//! Shared wire DTOs for the hosted-service boundary.
//!
//! DESIGN
//! ======
//! These types mirror the hosted service's payloads (auth-service user,
//! table rows, realtime socket envelopes) so serde round-trips stay lossless
//! and the net modules can remain schema-driven.

#[cfg(test)]
#[path = "types_test.rs"]
mod types_test;

use serde::{Deserialize, Serialize};

/// The authenticated identity context for the current browser tab.
#[derive(Clone, Debug, PartialEq, Eq, Serialize, Deserialize)]
pub struct Session {
    /// Opaque user identifier assigned by the auth service (UUID string).
    pub user_id: String,
    /// Bearer token sent with table and realtime requests.
    pub access_token: String,
}

/// A bookmark row as stored in the remote table.
///
/// Rows are created through [`crate::net::bookmarks::insert`] and are
/// read-only afterwards except for full deletion; no edit operation exists.
#[derive(Clone, Debug, PartialEq, Eq, Serialize, Deserialize)]
pub struct Bookmark {
    /// Server-assigned unique identifier (UUID string).
    pub id: String,
    /// Bookmarked address. Non-empty after trim, but never validated as a URL.
    pub url: String,
    /// Display title, non-empty after trim.
    pub title: String,
    /// Server-assigned creation timestamp (ISO 8601 string).
    pub created_at: String,
    /// Owning user (UUID string); the service only returns rows to their owner.
    pub user_id: String,
}

/// The auth service's user record, as returned by `GET /auth/v1/user`.
#[derive(Clone, Debug, PartialEq, Eq, Serialize, Deserialize)]
pub struct AuthUser {
    /// Unique user identifier (UUID string).
    pub id: String,
    /// Primary email, when the identity provider shares one.
    #[serde(default)]
    pub email: Option<String>,
}

/// Error from a remote call, carrying the service-provided message.
///
/// The UI surfaces the message verbatim in the banner area, so nothing here
/// is nested or structured beyond the text itself.
#[derive(Clone, Debug, PartialEq, Eq, thiserror::Error)]
#[error("{message}")]
pub struct RemoteError {
    message: String,
}

impl RemoteError {
    pub fn new(message: impl Into<String>) -> Self {
        Self {
            message: message.into(),
        }
    }

    /// The human-readable message, exactly as the service provided it.
    pub fn message(&self) -> &str {
        &self.message
    }
}

/// JSON envelope for the realtime socket (Phoenix message format).
#[derive(Clone, Debug, PartialEq, Serialize, Deserialize)]
pub struct SocketMessage {
    /// Channel topic, e.g. `realtime:bookmarks:{user_id}` or `phoenix`.
    pub topic: String,
    /// Event name, e.g. `phx_join`, `heartbeat`, `postgres_changes`.
    pub event: String,
    /// Event payload. Change notifications are classified by event alone;
    /// this value is never inspected for them.
    #[serde(default)]
    pub payload: serde_json::Value,
    /// Client-assigned message reference, echoed back in replies.
    #[serde(rename = "ref", default)]
    pub reference: Option<String>,
}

_ _ _ _ _

Your task
From the records above, pull every line that has the string "title" and copy it.

Response to the task
    /// Display title, non-empty after trim.
    pub title: String,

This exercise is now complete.